I excused myself and stepped out on the small dance floor where I began to do the modified neo-lindy hop that passed for swing dancing in the post-hippie era. This is not the easiest thing to do without a partner. I looked completely spastic but I didn’t care what these people thought. Two taps of the left foot, two taps of the right, and I swung my arms around and spun, accidentally slapping the woman next to me hard across the face with the back of my hand. Her boyfriend took exception to this and smashed his fist into my chin, causing me to crash into a table where another couple was sitting. I heard breaking glass and the girl—blond, topsiders, and a tight red Lacoste shirt that encased striving breasts—swore loudly. As I was trying to stand, the bouncer grabbed my elbow. He was a gorilla in a Bruins jersey and when he escorted me outside, I made sure to tell him the Bruins sucked. Maybe that’s why he threw me to the pavement and kicked me in the gut.
I was spitting tequila-flavored stomach juice out of my mouth when I looked up and saw Margaret staring at me as if I were a traffic accident. I asked if she’d like a ride home but she told me she had already called her jailbird brother and he was on his way. This did not sound promising. I had no intention of meeting him so I said I’d call her and lurched toward my car.

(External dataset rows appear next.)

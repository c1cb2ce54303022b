//! Board and column handlers.

use super::{ApiError, AppState, Backend, CurrentActor, JsonBody};
use crate::board::{
    domain::{Board, BoardId, Column, ColumnId},
    services::{CreateBoardRequest, UpdateBoardRequest},
};
use crate::view::{BoardSnapshot, ColumnTasks};
use axum::{
    Extension, Json,
    extract::{Path, State},
    http::StatusCode,
};
use serde::Deserialize;
use std::sync::Arc;

/// Body of `POST /api/boards`.
#[derive(Debug, Deserialize)]
pub(crate) struct CreateBoardBody {
    title: String,
    #[serde(default)]
    color: Option<String>,
}

/// Body of `PATCH /api/boards/{id}`.
#[derive(Debug, Default, Deserialize)]
#[serde(default)]
pub(crate) struct UpdateBoardBody {
    title: Option<String>,
    color: Option<String>,
}

/// Body of the column endpoints.
#[derive(Debug, Deserialize)]
pub(crate) struct ColumnBody {
    title: String,
}

#[tracing::instrument(skip(state, current))]
pub(crate) async fn list_boards<K: Backend>(
    State(state): State<Arc<AppState<K>>>,
    Extension(current): Extension<CurrentActor>,
) -> Result<Json<Vec<Board>>, ApiError> {
    let actor = current.require()?;
    Ok(Json(state.boards.list_boards(actor.user_id()).await?))
}

#[tracing::instrument(skip(state, current, body))]
pub(crate) async fn create_board<K: Backend>(
    State(state): State<Arc<AppState<K>>>,
    Extension(current): Extension<CurrentActor>,
    body: Result<JsonBody<CreateBoardBody>, ApiError>,
) -> Result<(StatusCode, Json<BoardSnapshot>), ApiError> {
    let actor = current.require()?;
    let JsonBody(body) = body?;
    let mut request = CreateBoardRequest::new(actor.user_id(), body.title);
    if let Some(color) = body.color {
        request = request.with_color(color);
    }
    let created = state.boards.create_board(request).await?;
    let snapshot = BoardSnapshot {
        board: created.board,
        columns: created
            .columns
            .into_iter()
            .map(|column| ColumnTasks {
                column,
                tasks: Vec::new(),
            })
            .collect(),
    };
    Ok((StatusCode::CREATED, Json(snapshot)))
}

#[tracing::instrument(skip(state, current))]
pub(crate) async fn load_board<K: Backend>(
    State(state): State<Arc<AppState<K>>>,
    Extension(current): Extension<CurrentActor>,
    Path(board_id): Path<BoardId>,
) -> Result<Json<BoardSnapshot>, ApiError> {
    current.require()?;
    Ok(Json(
        BoardSnapshot::load(&state.boards, &state.tasks, board_id).await?,
    ))
}

#[tracing::instrument(skip(state, current, body))]
pub(crate) async fn update_board<K: Backend>(
    State(state): State<Arc<AppState<K>>>,
    Extension(current): Extension<CurrentActor>,
    Path(board_id): Path<BoardId>,
    body: Result<JsonBody<UpdateBoardBody>, ApiError>,
) -> Result<Json<Board>, ApiError> {
    current.require()?;
    let JsonBody(body) = body?;
    let request = UpdateBoardRequest {
        title: body.title,
        color: body.color,
    };
    Ok(Json(state.boards.update_board(board_id, request).await?))
}

#[tracing::instrument(skip(state, current, body))]
pub(crate) async fn create_column<K: Backend>(
    State(state): State<Arc<AppState<K>>>,
    Extension(current): Extension<CurrentActor>,
    Path(board_id): Path<BoardId>,
    body: Result<JsonBody<ColumnBody>, ApiError>,
) -> Result<(StatusCode, Json<Column>), ApiError> {
    current.require()?;
    let JsonBody(body) = body?;
    let column = state.boards.create_column(board_id, &body.title).await?;
    Ok((StatusCode::CREATED, Json(column)))
}

#[tracing::instrument(skip(state, current, body))]
pub(crate) async fn rename_column<K: Backend>(
    State(state): State<Arc<AppState<K>>>,
    Extension(current): Extension<CurrentActor>,
    Path(column_id): Path<ColumnId>,
    body: Result<JsonBody<ColumnBody>, ApiError>,
) -> Result<Json<Column>, ApiError> {
    current.require()?;
    let JsonBody(body) = body?;
    Ok(Json(state.boards.rename_column(column_id, &body.title).await?))
}
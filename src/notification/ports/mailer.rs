//! Outbound email port.

use crate::notification::domain::EmailMessage;
use async_trait::async_trait;
use std::sync::Arc;
use thiserror::Error;

/// Delivers rendered emails.
#[cfg_attr(test, mockall::automock)]
#[async_trait]
pub trait Mailer: Send + Sync {
    /// Sends one message.
    ///
    /// # Errors
    ///
    /// Returns [`MailerError`] when the message cannot be built or the
    /// transport rejects it.
    async fn send(&self, message: &EmailMessage) -> Result<(), MailerError>;
}

/// Errors returned by [`Mailer`] implementations.
#[derive(Debug, Clone, Error)]
pub enum MailerError {
    /// The message could not be assembled, for example a bad sender address.
    #[error("invalid message: {0}")]
    InvalidMessage(String),

    /// The transport failed to deliver the message.
    #[error("mail transport error: {0}")]
    Transport(Arc<dyn std::error::Error + Send + Sync>),
}

impl MailerError {
    /// Wraps a transport error.
    pub fn transport(err: impl std::error::Error + Send + Sync + 'static) -> Self {
        Self::Transport(Arc::new(err))
    }
}
//! Task handlers.

use super::{ApiError, AppState, Backend, CurrentActor, JsonBody};
use crate::board::domain::ColumnId;
use crate::task::{
    domain::{Priority, ReminderInterval, Task, TaskHistoryEntry, TaskId},
    services::{CreateTaskRequest, UpdateTaskRequest},
};
use axum::{
    Extension, Json,
    extract::{Path, State},
    http::StatusCode,
};
use chrono::{DateTime, NaiveDate, Utc};
use serde::{Deserialize, Deserializer, Serialize};
use std::sync::Arc;

/// Body of `POST /api/columns/{id}/tasks`.
#[derive(Debug, Deserialize)]
pub(crate) struct CreateTaskBody {
    title: String,
    #[serde(default)]
    description: Option<String>,
    #[serde(default)]
    assignee: Option<String>,
    #[serde(default)]
    due_date: Option<NaiveDate>,
    #[serde(default)]
    priority: Option<Priority>,
    #[serde(default)]
    reminder: Option<ReminderInterval>,
}

impl CreateTaskBody {
    fn into_request(self) -> CreateTaskRequest {
        let mut request = CreateTaskRequest::new(self.title);
        if let Some(description) = self.description {
            request = request.with_description(description);
        }
        if let Some(assignee) = self.assignee {
            request = request.with_assignee(assignee);
        }
        if let Some(due_date) = self.due_date {
            request = request.with_due_date(due_date);
        }
        if let Some(priority) = self.priority {
            request = request.with_priority(priority);
        }
        if let Some(reminder) = self.reminder {
            request = request.with_reminder(reminder);
        }
        request
    }
}

/// Body of `PATCH /api/tasks/{id}`. An explicit `null` clears a nullable
/// field; an omitted field is left untouched.
#[derive(Debug, Default, Deserialize)]
#[serde(default)]
pub(crate) struct UpdateTaskBody {
    title: Option<String>,
    #[serde(deserialize_with = "nullable")]
    description: Option<Option<String>>,
    #[serde(deserialize_with = "nullable")]
    assignee: Option<Option<String>>,
    #[serde(deserialize_with = "nullable")]
    due_date: Option<Option<NaiveDate>>,
    priority: Option<Priority>,
    reminder: Option<ReminderInterval>,
    #[serde(deserialize_with = "nullable")]
    next_reminder_at: Option<Option<DateTime<Utc>>>,
}

impl From<UpdateTaskBody> for UpdateTaskRequest {
    fn from(body: UpdateTaskBody) -> Self {
        Self {
            title: body.title,
            description: body.description,
            assignee: body.assignee,
            due_date: body.due_date,
            priority: body.priority,
            reminder: body.reminder,
            next_reminder_at: body.next_reminder_at,
        }
    }
}

fn nullable<'de, D, T>(deserializer: D) -> Result<Option<Option<T>>, D::Error>
where
    D: Deserializer<'de>,
    T: Deserialize<'de>,
{
    Option::<T>::deserialize(deserializer).map(Some)
}

/// Body of `POST /api/tasks/{id}/move`.
#[derive(Debug, Deserialize)]
pub(crate) struct MoveBody {
    column_id: ColumnId,
    index: usize,
}

/// Response of `POST /api/tasks/{id}/move`.
#[derive(Debug, Serialize)]
pub(crate) struct MoveResponse {
    moved: bool,
    #[serde(skip_serializing_if = "Option::is_none")]
    task: Option<Task>,
}

#[tracing::instrument(skip(state, current, body))]
pub(crate) async fn create_task<K: Backend>(
    State(state): State<Arc<AppState<K>>>,
    Extension(current): Extension<CurrentActor>,
    Path(column_id): Path<ColumnId>,
    body: Result<JsonBody<CreateTaskBody>, ApiError>,
) -> Result<(StatusCode, Json<Task>), ApiError> {
    let actor = current.require()?;
    let JsonBody(body) = body?;
    let task = state
        .tasks
        .create(column_id, body.into_request(), Some(actor))
        .await?;
    Ok((StatusCode::CREATED, Json(task)))
}

#[tracing::instrument(skip(state, current, body))]
pub(crate) async fn update_task<K: Backend>(
    State(state): State<Arc<AppState<K>>>,
    Extension(current): Extension<CurrentActor>,
    Path(task_id): Path<TaskId>,
    body: Result<JsonBody<UpdateTaskBody>, ApiError>,
) -> Result<Json<Task>, ApiError> {
    current.require()?;
    let JsonBody(body) = body?;
    let task = state
        .tasks
        .update(task_id, body.into(), current.actor())
        .await?;
    Ok(Json(task))
}

#[tracing::instrument(skip(state, current, body))]
pub(crate) async fn move_task<K: Backend>(
    State(state): State<Arc<AppState<K>>>,
    Extension(current): Extension<CurrentActor>,
    Path(task_id): Path<TaskId>,
    body: Result<JsonBody<MoveBody>, ApiError>,
) -> Result<Json<MoveResponse>, ApiError> {
    let actor = current.require()?;
    let JsonBody(body) = body?;
    let outcome = state
        .tasks
        .move_task(task_id, body.column_id, body.index, Some(actor))
        .await?;
    Ok(Json(MoveResponse {
        moved: outcome.is_moved(),
        task: outcome.task().cloned(),
    }))
}

#[tracing::instrument(skip(state, current))]
pub(crate) async fn task_history<K: Backend>(
    State(state): State<Arc<AppState<K>>>,
    Extension(current): Extension<CurrentActor>,
    Path(task_id): Path<TaskId>,
) -> Result<Json<Vec<TaskHistoryEntry>>, ApiError> {
    current.require()?;
    Ok(Json(state.tasks.history(task_id).await?))
}
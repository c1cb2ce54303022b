//! Tests for the recurring reminder dispatcher.

use std::sync::Arc;

use chrono::{NaiveDate, TimeDelta};
use mockable::Clock;
use rstest::rstest;

use crate::auth::{Actor, EmailAddress, Role};
use crate::board::{
    adapters::memory::InMemoryBoardRepository,
    domain::{Column, ColumnId},
    services::{BoardService, CreateBoardRequest},
};
use crate::notification::{
    adapters::memory::RecordingMailer,
    domain::EmailComposer,
    services::{ReminderDispatcher, ReminderSummary},
};
use crate::task::{
    adapters::memory::InMemoryTaskRepository,
    domain::{ReminderInterval, Task},
    services::{CreateTaskRequest, TaskLifecycleService},
};
use crate::test_support::FixedClock;

type Dispatcher =
    ReminderDispatcher<InMemoryTaskRepository, InMemoryBoardRepository, RecordingMailer, FixedClock>;

struct Fixture {
    lifecycle: TaskLifecycleService<InMemoryTaskRepository, InMemoryBoardRepository, FixedClock>,
    tasks: Arc<InMemoryTaskRepository>,
    boards: Arc<InMemoryBoardRepository>,
    clock: FixedClock,
    columns: Vec<Column>,
}

impl Fixture {
    async fn new() -> Self {
        let clock = FixedClock::default();
        let tasks = Arc::new(InMemoryTaskRepository::new());
        let boards = Arc::new(InMemoryBoardRepository::new());
        let created = BoardService::new(Arc::clone(&boards), Arc::new(clock.clone()))
            .create_board(CreateBoardRequest::new("owner_1", "Sprint"))
            .await
            .expect("board creation should succeed");
        let lifecycle = TaskLifecycleService::new(
            Arc::clone(&tasks),
            Arc::clone(&boards),
            Arc::new(clock.clone()),
        );
        Self {
            lifecycle,
            tasks,
            boards,
            clock,
            columns: created.columns,
        }
    }

    fn column(&self, title: &str) -> ColumnId {
        self.columns
            .iter()
            .find(|column| column.title().as_str() == title)
            .map(Column::id)
            .expect("default column should exist")
    }

    fn dispatcher(&self, mailer: &RecordingMailer) -> Dispatcher {
        ReminderDispatcher::new(
            Arc::clone(&self.tasks),
            Arc::clone(&self.boards),
            Arc::new(mailer.clone()),
            Arc::new(EmailComposer::new().expect("templates should compile")),
            Arc::new(self.clock.clone()),
        )
    }

    async fn add(&self, column: &str, request: CreateTaskRequest) -> Task {
        self.lifecycle
            .create(self.column(column), request, Some(&admin()))
            .await
            .expect("task creation should succeed")
    }

    async fn reload(&self, task: &Task) -> Task {
        self.lifecycle
            .find(task.id())
            .await
            .expect("lookup should succeed")
            .expect("task should exist")
    }
}

fn admin() -> Actor {
    Actor::new(
        "user_admin",
        Some(EmailAddress::new("admin@example.com").expect("valid email")),
        Role::Admin,
    )
}

fn assigned(title: &str, reminder: ReminderInterval) -> CreateTaskRequest {
    CreateTaskRequest::new(title)
        .with_assignee("dev@example.com")
        .with_reminder(reminder)
}

#[rstest]
#[tokio::test(flavor = "multi_thread")]
async fn sends_due_reminder_and_schedules_next() {
    let fixture = Fixture::new().await;
    let mailer = RecordingMailer::new();
    let task = fixture
        .add("To Do", assigned("Write changelog", ReminderInterval::OneHour))
        .await;
    fixture.clock.advance(TimeDelta::minutes(1));

    let summary = fixture.dispatcher(&mailer).run().await.expect("pass should run");

    assert_eq!(
        summary,
        ReminderSummary {
            sent: 1,
            skipped: 0,
            failed: 0
        }
    );
    assert_eq!(summary.message(), "Sent 1 reminders.");
    let sent = mailer.sent();
    assert_eq!(sent.len(), 1);
    assert_eq!(
        sent.first().map(|message| message.subject.as_str()),
        Some("Reminder: Write changelog")
    );
    let now = fixture.clock.utc();
    assert_eq!(
        fixture.reload(&task).await.next_reminder_at(),
        Some(now + TimeDelta::hours(1))
    );
}

#[rstest]
#[tokio::test(flavor = "multi_thread")]
async fn each_due_task_follows_its_own_interval() {
    let fixture = Fixture::new().await;
    let mailer = RecordingMailer::new();
    let quick = fixture
        .add("To Do", assigned("Triage inbox", ReminderInterval::FifteenMinutes))
        .await;
    let slow = fixture
        .add("In Progress", assigned("Port parser", ReminderInterval::OneHour))
        .await;
    fixture.clock.advance(TimeDelta::minutes(1));

    let summary = fixture.dispatcher(&mailer).run().await.expect("pass should run");

    assert_eq!(summary.sent, 2);
    assert_eq!(mailer.sent().len(), 2);
    let quick_next = fixture
        .reload(&quick)
        .await
        .next_reminder_at()
        .expect("quick task rescheduled");
    let slow_next = fixture
        .reload(&slow)
        .await
        .next_reminder_at()
        .expect("slow task rescheduled");
    assert_eq!(slow_next - quick_next, TimeDelta::minutes(45));
}

#[rstest]
#[tokio::test(flavor = "multi_thread")]
async fn nothing_due_reports_idle_pass() {
    let fixture = Fixture::new().await;
    let mailer = RecordingMailer::new();
    fixture
        .add("To Do", assigned("Write changelog", ReminderInterval::FifteenMinutes))
        .await;

    let summary = fixture.dispatcher(&mailer).run().await.expect("pass should run");

    assert_eq!(summary, ReminderSummary::default());
    assert_eq!(summary.message(), "No reminders to send at this time.");
    assert!(mailer.sent().is_empty());
}

#[rstest]
#[case::review("Review")]
#[case::done("Done")]
#[tokio::test(flavor = "multi_thread")]
async fn inactive_lanes_are_never_reminded(#[case] column: &str) {
    let fixture = Fixture::new().await;
    let mailer = RecordingMailer::new();
    fixture
        .add(column, assigned("Publish notes", ReminderInterval::OneHour))
        .await;
    fixture.clock.advance(TimeDelta::hours(2));

    let summary = fixture.dispatcher(&mailer).run().await.expect("pass should run");

    assert_eq!(summary.sent, 0);
    assert!(mailer.sent().is_empty());
}

#[rstest]
#[tokio::test(flavor = "multi_thread")]
async fn overdue_tasks_get_overdue_subject() {
    let fixture = Fixture::new().await;
    let mailer = RecordingMailer::new();
    let yesterday = NaiveDate::from_ymd_opt(2026, 3, 1).expect("valid date");
    fixture
        .add(
            "In Progress",
            assigned("Renew certificate", ReminderInterval::ThreeHours).with_due_date(yesterday),
        )
        .await;
    fixture.clock.advance(TimeDelta::minutes(5));

    fixture.dispatcher(&mailer).run().await.expect("pass should run");

    let subjects: Vec<String> = mailer.sent().into_iter().map(|message| message.subject).collect();
    assert_eq!(subjects, ["OVERDUE: Renew certificate"]);
}

#[rstest]
#[tokio::test(flavor = "multi_thread")]
async fn unassigned_tasks_are_rescheduled_without_email() {
    let fixture = Fixture::new().await;
    let mailer = RecordingMailer::new();
    let task = fixture
        .add(
            "To Do",
            CreateTaskRequest::new("Triage inbox").with_reminder(ReminderInterval::FifteenMinutes),
        )
        .await;
    fixture.clock.advance(TimeDelta::minutes(2));

    let summary = fixture.dispatcher(&mailer).run().await.expect("pass should run");

    assert_eq!(summary.skipped, 1);
    assert!(mailer.sent().is_empty());
    let now = fixture.clock.utc();
    assert_eq!(
        fixture.reload(&task).await.next_reminder_at(),
        Some(now + TimeDelta::minutes(15))
    );
}

#[rstest]
#[tokio::test(flavor = "multi_thread")]
async fn failed_email_keeps_lease_and_other_tasks_proceed() {
    let fixture = Fixture::new().await;
    let mailer =
        RecordingMailer::failing_for([EmailAddress::new("bounce@example.com").expect("valid")]);
    let failing = fixture
        .add(
            "To Do",
            CreateTaskRequest::new("Chase vendor")
                .with_assignee("bounce@example.com")
                .with_reminder(ReminderInterval::OneHour),
        )
        .await;
    fixture
        .add("To Do", assigned("Write changelog", ReminderInterval::OneHour))
        .await;
    fixture.clock.advance(TimeDelta::minutes(1));
    let dispatcher = fixture.dispatcher(&mailer).with_lease(TimeDelta::minutes(10));

    let summary = dispatcher.run().await.expect("pass should run");

    assert_eq!(summary.sent, 1);
    assert_eq!(summary.failed, 1);
    let now = fixture.clock.utc();
    assert_eq!(
        fixture.reload(&failing).await.next_reminder_at(),
        Some(now + TimeDelta::minutes(10))
    );
}

#[rstest]
#[tokio::test(flavor = "multi_thread")]
async fn claimed_reminders_are_not_sent_twice() {
    let fixture = Fixture::new().await;
    let mailer = RecordingMailer::new();
    fixture
        .add("To Do", assigned("Write changelog", ReminderInterval::OneHour))
        .await;
    fixture.clock.advance(TimeDelta::minutes(1));
    let dispatcher = fixture.dispatcher(&mailer);

    dispatcher.run().await.expect("first pass should run");
    let second = dispatcher.run().await.expect("second pass should run");

    assert_eq!(second.sent, 0);
    assert_eq!(mailer.sent().len(), 1);
}

#[rstest]
#[tokio::test(flavor = "multi_thread")]
async fn disabled_reminders_are_ignored() {
    let fixture = Fixture::new().await;
    let mailer = RecordingMailer::new();
    let task = fixture
        .add("To Do", assigned("Quiet task", ReminderInterval::None))
        .await;
    fixture.clock.advance(TimeDelta::days(1));

    let summary = fixture.dispatcher(&mailer).run().await.expect("pass should run");

    assert_eq!(summary, ReminderSummary::default());
    assert_eq!(fixture.reload(&task).await.next_reminder_at(), None);
}
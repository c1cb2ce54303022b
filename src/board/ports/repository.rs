//! Repository port for board and column persistence.

use crate::board::domain::{Board, BoardId, Column, ColumnId};
use async_trait::async_trait;
use std::sync::Arc;
use thiserror::Error;

/// Result type for board repository operations.
pub type BoardRepositoryResult<T> = Result<T, BoardRepositoryError>;

/// Board and column persistence contract.
#[async_trait]
pub trait BoardRepository: Send + Sync {
    /// Stores a new board together with its initial columns.
    ///
    /// # Errors
    ///
    /// Returns [`BoardRepositoryError::DuplicateBoard`] when the board ID
    /// already exists.
    async fn store_board(&self, board: &Board, columns: &[Column]) -> BoardRepositoryResult<()>;

    /// Persists title and color edits of an existing board.
    ///
    /// # Errors
    ///
    /// Returns [`BoardRepositoryError::BoardNotFound`] when the board does not
    /// exist.
    async fn update_board(&self, board: &Board) -> BoardRepositoryResult<()>;

    /// Finds a board by identifier.
    async fn find_board(&self, id: BoardId) -> BoardRepositoryResult<Option<Board>>;

    /// Lists boards owned by `owner_id`, newest first.
    async fn boards_for_owner(&self, owner_id: &str) -> BoardRepositoryResult<Vec<Board>>;

    /// Stores a new column.
    ///
    /// # Errors
    ///
    /// Returns [`BoardRepositoryError::BoardNotFound`] when the owning board
    /// does not exist.
    async fn store_column(&self, column: &Column) -> BoardRepositoryResult<()>;

    /// Persists a renamed column.
    ///
    /// # Errors
    ///
    /// Returns [`BoardRepositoryError::ColumnNotFound`] when the column does
    /// not exist.
    async fn update_column(&self, column: &Column) -> BoardRepositoryResult<()>;

    /// Finds a column by identifier.
    async fn find_column(&self, id: ColumnId) -> BoardRepositoryResult<Option<Column>>;

    /// Lists the columns of a board ordered by position.
    async fn columns_for_board(&self, board_id: BoardId) -> BoardRepositoryResult<Vec<Column>>;

    /// Lists columns, across all boards, whose title is one of `titles`.
    async fn columns_with_titles(&self, titles: &[&str]) -> BoardRepositoryResult<Vec<Column>>;
}

/// Errors returned by board repository implementations.
#[derive(Debug, Clone, Error)]
pub enum BoardRepositoryError {
    /// A board with the same identifier already exists.
    #[error("duplicate board identifier: {0}")]
    DuplicateBoard(BoardId),

    /// The board was not found.
    #[error("board not found: {0}")]
    BoardNotFound(BoardId),

    /// The column was not found.
    #[error("column not found: {0}")]
    ColumnNotFound(ColumnId),

    /// Persistence-layer failure.
    #[error("persistence error: {0}")]
    Persistence(Arc<dyn std::error::Error + Send + Sync>),
}

impl BoardRepositoryError {
    /// Wraps a persistence error.
    pub fn persistence(err: impl std::error::Error + Send + Sync + 'static) -> Self {
        Self::Persistence(Arc::new(err))
    }
}
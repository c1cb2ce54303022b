//! Diesel row models for board persistence.

use super::schema::{board_columns, boards};
use chrono::{DateTime, Utc};
use diesel::prelude::*;

/// Query result and insert row for board records.
#[derive(Debug, Clone, Queryable, Selectable, Insertable)]
#[diesel(table_name = boards)]
#[diesel(check_for_backend(diesel::pg::Pg))]
pub struct BoardRow {
    /// Board identifier.
    pub id: uuid::Uuid,
    /// Board title.
    pub title: String,
    /// CSS color token.
    pub color: String,
    /// Identity-provider id of the owner.
    pub owner_id: String,
    /// Creation timestamp.
    pub created_at: DateTime<Utc>,
    /// Last edit timestamp.
    pub updated_at: DateTime<Utc>,
}

/// Query result and insert row for column records.
#[derive(Debug, Clone, Queryable, Selectable, Insertable)]
#[diesel(table_name = board_columns)]
#[diesel(check_for_backend(diesel::pg::Pg))]
pub struct ColumnRow {
    /// Column identifier.
    pub id: uuid::Uuid,
    /// Owning board.
    pub board_id: uuid::Uuid,
    /// Column title.
    pub title: String,
    /// Display position within the board.
    pub sort_order: i32,
}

Unsure of the way home, I gunned the Peugeot into the night. One turn, then another—in complete control of the car, thank you very much—and I found myself in Hyannisport. Traffic was remarkably light, and all going in the other direction. I was quite pleased with myself. The alcohol coursing through my bloodstream coated the recent events in a patina of hazy amusement, and I ascribed the evening to experience, a story I would tell the three guys from school with whom I was sharing a ramshackle garage apartment. Tomorrow, I surmised—ever the optimist—would be a better day. The flashing red and blue lights in my rearview mirror put a toe tag on that thought. I cursed under my breath and pulled over.
A bright light shone in my eyes. I squinted. “Can I help you, officer?” I asked.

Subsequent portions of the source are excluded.